The defendant, Irving Willie Tompkins, was indicted on two counts of violating 18 U.S.C. § 1708 (possession of government cheeks stolen from the United States mails) and on two counts of violating 18 U.S.C. § 495 (uttering and forging stolen government checks). The Honorable William C. Stuart, District Judge, Southern District of Iowa, dismissed one count of possession of a government check stolen from the mails and one count of uttering and forging a stolen government check, both counts relating to a federal tax refund check. The jury found defendant guilty of one count of violating 18 U.S.C. § 1708 and one count of violating 18 U.S.C. § 495, both counts relating to a United States Treasury social security check. The District Court sentenced defendant to five years imprisonment each on the two counts, the sentences to run concurrently.
On appeal, defendant raises two issues: (a) alleged error in admitting a United States Treasury claim form for the proceeds of a government check, as violative of the hearsay rule, and (b) violation of defendant’s Sixth Amendment’s right to confrontation by admission of the same form into evidence. We reject these arguments and affirm the judgment of conviction.
On April 4, 1972, the defendant drove into Central National Bank’s automobile drive-in facility, in Des Moines, Iowa, and presented a United States Treasury cheek (a social security check) payable to Richard Harris for payment. The teller cashed the check for the defendant, but on the back of it, wrote down an address given to her by the defendant and noted his 1972 Iowa license plate number as he drove away. The United States Secret Service traced the license plate number to its registrant, Maxine Frances Bumpus, with whom the defendant lived. The Bumpus’ residence was nearby the Harris’ home. Handwriting analysis established that the defendant signed Richard Harris’ name to the social security check, and a fingerprint of the defendant was on the check.
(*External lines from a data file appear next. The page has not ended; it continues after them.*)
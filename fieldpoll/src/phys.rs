use crate::decode::PhysDecodeLevel;
use std::fmt::Write;
use tokio::io::{AsyncReadExt, AsyncWriteExt};

/// An opened link: a TCP socket or a serial port
pub(crate) struct PhysLayer {
    layer: PhysLayerImpl,
}

enum PhysLayerImpl {
    Tcp(tokio::net::TcpStream),
    #[cfg(feature = "serial")]
    Serial(tokio_serial::SerialStream),
    #[cfg(test)]
    Mock(crate::mock::Mock),
}

impl std::fmt::Debug for PhysLayer {
    fn fmt(&self, f: &mut std::fmt::Formatter) -> std::fmt::Result {
        match &self.layer {
            PhysLayerImpl::Tcp(_) => f.write_str("Tcp"),
            #[cfg(feature = "serial")]
            PhysLayerImpl::Serial(_) => f.write_str("Serial"),
            #[cfg(test)]
            PhysLayerImpl::Mock(_) => f.write_str("Mock"),
        }
    }
}

impl PhysLayer {
    pub(crate) fn new_tcp(socket: tokio::net::TcpStream) -> Self {
        Self {
            layer: PhysLayerImpl::Tcp(socket),
        }
    }

    #[cfg(feature = "serial")]
    pub(crate) fn new_serial(stream: tokio_serial::SerialStream) -> Self {
        Self {
            layer: PhysLayerImpl::Serial(stream),
        }
    }

    #[cfg(test)]
    pub(crate) fn new_mock(mock: crate::mock::Mock) -> Self {
        Self {
            layer: PhysLayerImpl::Mock(mock),
        }
    }

    /// read at most `buffer.len()` bytes, returning an error on end of stream
    pub(crate) async fn read(
        &mut self,
        buffer: &mut [u8],
        decode_level: PhysDecodeLevel,
    ) -> Result<usize, std::io::Error> {
        let length = match &mut self.layer {
            PhysLayerImpl::Tcp(x) => x.read(buffer).await?,
            #[cfg(feature = "serial")]
            PhysLayerImpl::Serial(x) => x.read(buffer).await?,
            #[cfg(test)]
            PhysLayerImpl::Mock(x) => x.read(buffer).await?,
        };

        if length == 0 && !buffer.is_empty() {
            return Err(std::io::ErrorKind::UnexpectedEof.into());
        }

        if decode_level.enabled() {
            if let Some(x) = buffer.get(0..length) {
                tracing::info!("PHYS RX - {}", PhysDisplay::new(decode_level, x))
            }
        }

        Ok(length)
    }

    pub(crate) async fn write(
        &mut self,
        data: &[u8],
        decode_level: PhysDecodeLevel,
    ) -> Result<(), std::io::Error> {
        if decode_level.enabled() {
            tracing::info!("PHYS TX - {}", PhysDisplay::new(decode_level, data));
        }

        match &mut self.layer {
            PhysLayerImpl::Tcp(x) => x.write_all(data).await,
            #[cfg(feature = "serial")]
            PhysLayerImpl::Serial(x) => x.write_all(data).await,
            #[cfg(test)]
            PhysLayerImpl::Mock(x) => x.write_all(data).await,
        }
    }
}

pub(crate) struct PhysDisplay<'a> {
    level: PhysDecodeLevel,
    data: &'a [u8],
}

impl<'a> PhysDisplay<'a> {
    pub(crate) fn new(level: PhysDecodeLevel, data: &'a [u8]) -> Self {
        PhysDisplay { level, data }
    }
}

impl std::fmt::Display for PhysDisplay<'_> {
    fn fmt(&self, f: &mut std::fmt::Formatter) -> std::fmt::Result {
        write!(f, "{} bytes", self.data.len())?;
        if self.level.data_enabled() {
            format_bytes(f, self.data)?;
        }
        Ok(())
    }
}

const BYTES_PER_DECODE_LINE: usize = 16;

pub(crate) fn format_bytes(f: &mut std::fmt::Formatter, bytes: &[u8]) -> std::fmt::Result {
    for chunk in bytes.chunks(BYTES_PER_DECODE_LINE) {
        writeln!(f)?;
        for (i, byte) in chunk.iter().enumerate() {
            if i != 0 {
                f.write_char(' ')?;
            }
            write!(f, "{byte:02X}")?;
        }
    }
    Ok(())
}
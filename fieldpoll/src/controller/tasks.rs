use std::sync::Arc;

use tokio::sync::mpsc;

use crate::channel::FlowReceiver;
use crate::controller::discovery::DiscoveryInput;
use crate::controller::{Event, Shared};
use crate::error::Shutdown;
use crate::model::{Message, State};

/// Consumer of the message flow: updates datasets and fans out to channels
pub(crate) struct MessageTask {
    shared: Arc<Shared>,
    rx: FlowReceiver<Message>,
    events: mpsc::Sender<Event>,
    discovery: mpsc::Sender<DiscoveryInput>,
}

impl MessageTask {
    pub(crate) fn new(
        shared: Arc<Shared>,
        rx: FlowReceiver<Message>,
        events: mpsc::Sender<Event>,
        discovery: mpsc::Sender<DiscoveryInput>,
    ) -> Self {
        Self {
            shared,
            rx,
            events,
            discovery,
        }
    }

    pub(crate) async fn run(&mut self) {
        let _ = self.run_inner().await;
    }

    async fn run_inner(&mut self) -> Result<(), Shutdown> {
        loop {
            let message = self.rx.recv().await?;
            self.process(message).await?;
        }
    }

    async fn process(&mut self, message: Message) -> Result<(), Shutdown> {
        let update = match self.shared.registry.apply(&message) {
            Ok(x) => x,
            Err(err) => {
                tracing::warn!("dropping message for {}: {}", message.dataset, err);
                return Ok(());
            }
        };

        for action in update.cascades {
            tracing::debug!("change bitmap requests {}", action);
            self.shared.feed.submit(action);
        }

        for state in update.states {
            tracing::debug!("{}", state);
            self.events
                .send(Event::State(state))
                .await
                .map_err(|_| Shutdown)?;
        }

        if update.dataset.internal {
            let node = update.dataset.node;
            match self.shared.node(node) {
                Some(x) => {
                    let input = DiscoveryInput::Bitmap {
                        node,
                        unit: x.unit,
                        address: update.dataset.address,
                        payload: message.payload,
                    };
                    self.discovery.send(input).await.map_err(|_| Shutdown)?;
                }
                None => tracing::warn!("internal message for unknown {}", node),
            }
        }

        Ok(())
    }
}

/// Consumer of the state flow: turns host writes into once actions
pub(crate) struct StateTask {
    shared: Arc<Shared>,
    rx: FlowReceiver<State>,
}

impl StateTask {
    pub(crate) fn new(shared: Arc<Shared>, rx: FlowReceiver<State>) -> Self {
        Self { shared, rx }
    }

    pub(crate) async fn run(&mut self) {
        let _ = self.run_inner().await;
    }

    async fn run_inner(&mut self) -> Result<(), Shutdown> {
        loop {
            let state = self.rx.recv().await?;
            match self.shared.registry.build_write(&state) {
                Ok(action) => {
                    tracing::debug!("write {} as {}", state, action);
                    self.shared.feed.submit(action);
                }
                Err(err) => tracing::warn!("unable to write {}: {}", state, err),
            }
        }
    }
}
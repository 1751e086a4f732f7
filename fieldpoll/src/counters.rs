use std::sync::atomic::{AtomicU64, Ordering};

/// Counters shared between the transceiver and the controller
#[derive(Debug, Default)]
pub struct Counters {
    messages: AtomicU64,
    timeouts: AtomicU64,
    failures: AtomicU64,
    dropped: AtomicU64,
}

/// Point-in-time copy of the [`Counters`]
#[derive(Copy, Clone, Debug, Default, PartialEq, Eq)]
#[cfg_attr(feature = "serialization", derive(serde::Serialize, serde::Deserialize))]
pub struct CounterSnapshot {
    /// transactions started
    pub messages: u64,
    /// read timeouts
    pub timeouts: u64,
    /// actions abandoned after exhausting their retries
    pub failures: u64,
    /// actions dropped because the action queue was full
    pub dropped: u64,
}

impl Counters {
    pub(crate) fn increment_messages(&self) {
        self.messages.fetch_add(1, Ordering::Relaxed);
    }

    pub(crate) fn increment_timeouts(&self) {
        self.timeouts.fetch_add(1, Ordering::Relaxed);
    }

    pub(crate) fn increment_failures(&self) {
        self.failures.fetch_add(1, Ordering::Relaxed);
    }

    pub(crate) fn increment_dropped(&self) {
        self.dropped.fetch_add(1, Ordering::Relaxed);
    }

    /// read all counters
    pub fn snapshot(&self) -> CounterSnapshot {
        CounterSnapshot {
            messages: self.messages.load(Ordering::Relaxed),
            timeouts: self.timeouts.load(Ordering::Relaxed),
            failures: self.failures.load(Ordering::Relaxed),
            dropped: self.dropped.load(Ordering::Relaxed),
        }
    }
}

impl std::fmt::Display for CounterSnapshot {
    fn fmt(&self, f: &mut std::fmt::Formatter) -> std::fmt::Result {
        write!(
            f,
            "messages: {} timeouts: {} failures: {} dropped: {}",
            self.messages, self.timeouts, self.failures, self.dropped
        )
    }
}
Richard Harris, the intended recipient of the check, did not receive his April, 1972, social security check (hereinafter check) which usually arrived on the third of each month. Richard Harris died on August 26, 1972, and the defendant’s trial commenced on February 5, 1973. Harris’ wife testified concerning the check and the Department of Treasury claim form (hereinafter form) alleged by defendant to be inadmissible due to the hearsay evidence rule.
Mrs. Harris testified that her husband had been ill with a stroke for approximately three years before his death. Although Mr. Harris had signed his monthly social security checks and cashed them at a local grocery store before a subsequent hospital stay, Mrs. Harris — though not a payee — had been cashing these checks for two and one-half years prior to his death by endorsing his and her names. On April 3, 1973, when Mr. Harris’ check should have arrived, Mr. Harris was bedridden with a stroke and a broken hip, and could not talk. Mrs. Harris testified that her husband was usually in bed upstairs during this time and that he occasionally came downstairs with someone’s help. She also said that someone was always in the house with Mr. Harris during this time, and that the check never arrived.
This appeal centers on the admission of a Government exhibit, a Department of Treasury Form TUS 1133C (Rev. 5-70), entitled “Claim .Against the United States for the Proceeds of a Government Check or Checks.” This form is regularly used by the Department of Treasury to process claims for the proceeds of federal government checks that should *149 have been received by payees, but for some reason were not. The form included the typed name of Richard Harris as payee and the amount, date, symbol, and check number. The form was received by the Claims Division of the Department of Treasury on July 10, 1972. In addition to this information, the following printed paragraph appeared:
“I am the payee and owner of the following-described check and, having examined a photocopy of the check and the endorsement thereon, declare that I did not in any manner participate in any part of the proceeds and I hereby make claim for the amount of the cheek.”
The form included spaces for the signatures of the payee, copayee (if applicable), and two witnesses.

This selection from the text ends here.